Indian startups and companies should now prepare to brace for impact when it comes to acquiring investments from neighbouring countries. New FDI policy changes being put in place by India requires all investments to be approved by the Government.
In what can only be called a sudden move, India has now mandated all investments from neighbouring countries (which includes China as well) be first reviewed and approved by the Government. This decision which was taken on Saturday aims to protect all companies from being vulnerable to ‘opportunistic or hostile takeovers’ amid this pandemic.

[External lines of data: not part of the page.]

//! Compiled contract artifacts.

use alloy::primitives::Bytes;
use fork_types::ForkError;
use serde::Deserialize;
use std::path::Path;

/// Creation bytecode and ABI of a compiled contract.
#[derive(Debug, Clone)]
pub struct ContractArtifact {
	pub contract_name: Option<String>,
	pub abi: serde_json::Value,
	pub bytecode: Bytes,
}

#[derive(Deserialize)]
struct RawArtifact {
	#[serde(rename = "contractName")]
	contract_name: Option<String>,
	#[serde(default)]
	abi: serde_json::Value,
	bytecode: RawBytecode,
}

/// Hardhat stores bytecode as a string, Foundry nests it under `object`.
#[derive(Deserialize)]
#[serde(untagged)]
enum RawBytecode {
	Hex(String),
	Object { object: String },
}

impl ContractArtifact {
	pub fn load(path: &Path) -> Result<Self, ForkError> {
		let content = std::fs::read_to_string(path).map_err(|e| {
			ForkError::Deployment(format!(
				"Failed to read artifact {}: {}",
				path.display(),
				e
			))
		})?;

		Self::from_json(&content)
	}

	pub fn from_json(json: &str) -> Result<Self, ForkError> {
		let raw: RawArtifact = serde_json::from_str(json)
			.map_err(|e| ForkError::Deployment(format!("Invalid artifact: {}", e)))?;

		let code = match &raw.bytecode {
			RawBytecode::Hex(code) => code,
			RawBytecode::Object { object } => object,
		};
		let code = code.trim();
		let code = code.strip_prefix("0x").unwrap_or(code);

		if code.is_empty() {
			return Err(ForkError::Deployment(
				"Artifact has no bytecode; is the contract abstract or an interface?".to_string(),
			));
		}

		if code.contains("__") {
			return Err(ForkError::Deployment(
				"Artifact bytecode has unlinked library references".to_string(),
			));
		}

		let bytecode = hex::decode(code)
			.map_err(|e| ForkError::Deployment(format!("Invalid bytecode hex: {}", e)))?;

		Ok(Self {
			contract_name: raw.contract_name,
			abi: raw.abi,
			bytecode: Bytes::from(bytecode),
		})
	}
}

#[cfg(test)]
mod tests {
	use super::*;
	use std::io::Write;

	#[test]
	fn test_hardhat_artifact() {
		let artifact = ContractArtifact::from_json(
			r#"{
				"_format": "hh-sol-artifact-1",
				"contractName": "Multichain",
				"abi": [],
				"bytecode": "0x6080604052",
				"deployedBytecode": "0x6080"
			}"#,
		)
		.unwrap();

		assert_eq!(artifact.contract_name.as_deref(), Some("Multichain"));
		assert_eq!(artifact.bytecode.as_ref(), &[0x60, 0x80, 0x60, 0x40, 0x52]);
	}

	#[test]
	fn test_foundry_artifact() {
		let artifact = ContractArtifact::from_json(
			r#"{
				"abi": [],
				"bytecode": { "object": "0x6080", "linkReferences": {} }
			}"#,
		)
		.unwrap();

		assert!(artifact.contract_name.is_none());
		assert_eq!(artifact.bytecode.len(), 2);
	}

	#[test]
	fn test_rejects_unusable_bytecode() {
		for json in [
			r#"{ "bytecode": "0x" }"#,
			r#"{ "bytecode": { "object": "" } }"#,
			r#"{ "bytecode": "0x60__$abc$__80" }"#,
			r#"{ "bytecode": "0xnothex" }"#,
			r#"{ "abi": [] }"#,
		] {
			let err = ContractArtifact::from_json(json).unwrap_err();
			assert!(matches!(err, ForkError::Deployment(_)), "{}", json);
		}
	}

	#[test]
	fn test_load_from_file() {
		let mut file = tempfile::NamedTempFile::new().unwrap();
		file.write_all(br#"{ "contractName": "Multichain", "bytecode": "0x00" }"#)
			.unwrap();

		let artifact = ContractArtifact::load(file.path()).unwrap();
		assert_eq!(artifact.bytecode.as_ref(), &[0x00]);

		let err = ContractArtifact::load(Path::new("/no/such/artifact.json")).unwrap_err();
		assert!(err.to_string().contains("Failed to read artifact"));
	}
}
//! Teardown tasks run on exit.

use fork_types::ForkError;
use futures::future::{join_all, BoxFuture};
use std::sync::Arc;
use tokio::signal::unix::{signal, SignalKind};
use tokio::sync::Mutex;
use tokio::task::JoinHandle;
use tracing::{error, info, warn};

/// A teardown action, run at most once.
pub type CleanupTask = Box<dyn FnOnce() -> BoxFuture<'static, Result<(), ForkError>> + Send>;

/// Collects cleanup tasks and runs them together.
#[derive(Default)]
pub struct CleanupRegistry {
	tasks: Mutex<Vec<(String, CleanupTask)>>,
}

impl CleanupRegistry {
	pub fn new() -> Self {
		Self::default()
	}

	pub async fn register<F>(&self, name: impl Into<String>, task: F)
	where
		F: FnOnce() -> BoxFuture<'static, Result<(), ForkError>> + Send + 'static,
	{
		self.tasks.lock().await.push((name.into(), Box::new(task)));
	}

	pub async fn len(&self) -> usize {
		self.tasks.lock().await.len()
	}

	pub async fn is_empty(&self) -> bool {
		self.tasks.lock().await.is_empty()
	}

	/// Runs every registered task concurrently and empties the registry.
	///
	/// A failing task is logged and does not stop the others.
	pub async fn execute_all(&self) {
		let tasks = std::mem::take(&mut *self.tasks.lock().await);
		if tasks.is_empty() {
			return;
		}

		info!("Running {} cleanup tasks", tasks.len());

		let results = join_all(tasks.into_iter().map(|(name, task)| async move {
			(name, task().await)
		}))
		.await;

		for (name, result) in results {
			if let Err(e) = result {
				error!("Cleanup task {} failed: {}", name, e);
			}
		}
	}

	/// Runs every task and exits with status 0 on SIGINT, SIGTERM or SIGHUP.
	pub fn install_signal_handlers(self: &Arc<Self>) -> Result<JoinHandle<()>, ForkError> {
		let mut interrupt = signal(SignalKind::interrupt())?;
		let mut terminate = signal(SignalKind::terminate())?;
		let mut hangup = signal(SignalKind::hangup())?;
		let registry = Arc::clone(self);

		Ok(tokio::spawn(async move {
			let received = tokio::select! {
				_ = interrupt.recv() => "SIGINT",
				_ = terminate.recv() => "SIGTERM",
				_ = hangup.recv() => "SIGHUP",
			};

			warn!("Received {}, cleaning up...", received);
			registry.execute_all().await;
			std::process::exit(0);
		}))
	}
}

#[cfg(test)]
mod tests {
	use super::*;
	use futures::FutureExt;
	use std::sync::atomic::{AtomicU32, Ordering};

	#[tokio::test]
	async fn test_runs_all_tasks_despite_failures() {
		let registry = CleanupRegistry::new();
		let ran = Arc::new(AtomicU32::new(0));

		for i in 0..3 {
			let ran = ran.clone();
			registry
				.register(format!("task-{}", i), move || {
					async move {
						ran.fetch_add(1, Ordering::SeqCst);
						if i == 1 {
							Err(ForkError::Process("already gone".to_string()))
						} else {
							Ok(())
						}
					}
					.boxed()
				})
				.await;
		}

		assert_eq!(registry.len().await, 3);
		registry.execute_all().await;

		assert_eq!(ran.load(Ordering::SeqCst), 3);
		assert!(registry.is_empty().await);
	}

	#[tokio::test]
	async fn test_execute_all_is_idempotent() {
		let registry = CleanupRegistry::new();
		let ran = Arc::new(AtomicU32::new(0));

		let counter = ran.clone();
		registry
			.register("once", move || {
				async move {
					counter.fetch_add(1, Ordering::SeqCst);
					Ok(())
				}
				.boxed()
			})
			.await;

		registry.execute_all().await;
		registry.execute_all().await;
		assert_eq!(ran.load(Ordering::SeqCst), 1);
	}

	#[tokio::test]
	async fn test_install_signal_handlers() {
		let registry = Arc::new(CleanupRegistry::new());
		let handle = registry.install_signal_handlers().unwrap();
		assert!(!handle.is_finished());
		handle.abort();
	}
}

By now, it is no surprise that the coronavirus outbreak is the primary driving force which is wreaking complete havoc on the global economy as well as on India’s domestic economy. Amid this situation, the Indian stock market which works in sync with that of the U.S stock market is sinking to new lows. This, in turn, opened up the doors to many neighbouring nations to acquire for themselves a big chunk of Indian companies at much lower stock prices with their pile of cash.
China was one of the first countries which took notice of this opportunity and with its People’s Bank of China (PBoC) significantly increased its shareholding to a whopping 1% in India’s Housing Development Finance Corporation (HDFC).
However, now with this particular change being made in India’s Foreign Direct Policy (FDI), an entity of a country that shares a land border with India can invest only after receiving government approval.
It should also be noted that this new change in rules is going to be applicable to all investments by foreign firms which have been already planned or exist in Indian businesses. As of right now, there exist many Indian startups which have already received investments from foreign investors or Chinese investors to be specific. For example, about 5% of Flipkart is held by Tencent. Also, Alibaba owns a good amount of stake in Paytm.
Atul Pandey who is a Partner at the law firm Khaitan & Co., in a statement has mentioned that be it receiving a fresh round of investment from foreign firms or these foreign firms wanting to exit their existing investments, everything will now need to be the first run through the Indian Government so they can get it approved.
He also added that these measures taken by India seem to be aimed specifically at China because they have been taking advantage of the current market crash to invest and acquire many companies all across the world.
On the brighter side of things, this will definitely help safeguard a lot of Indian companies while this COVID-19 situation is still prevailing. However, on the flip side of things, if this major change in the Indian FDI policy is kept intact in the long run, then it can significantly harm the future of startups in India as they will find many roadblocks when it comes to raising funds.
India’s FDI Policy Changes Violate WTO Rules: China Claims
China, in response to these policy changes made by India, has slammed it saying that it violates the WTO aka World Trade Organisation rules.
Today, Ji Rong who is a Chinese Embassy spokesperson in India, in a statement, has said that the Indian government’s decision to make these sudden changes in FDI norms go against the trend of liberalization and facilitation of trade and divestment.
According to her, this decision doesn’t comply with the consensus of G20 leaders and trade ministers to “realize a free, fair, non-discriminatory, transparent, predictable and stable trade and investment environment, and to keep markets open.”
She also went on to further add that in this pandemic stricken situation, countries should be able to work together to create a favourable investment environment so that companies can resume and speed up their to production and operational activities.
Now it remains to be seen how India responds to this criticism by China which, in the first place, is responsible for this nightmare of the coronavirus outbreak and the global economy crashing. We will keep you posted.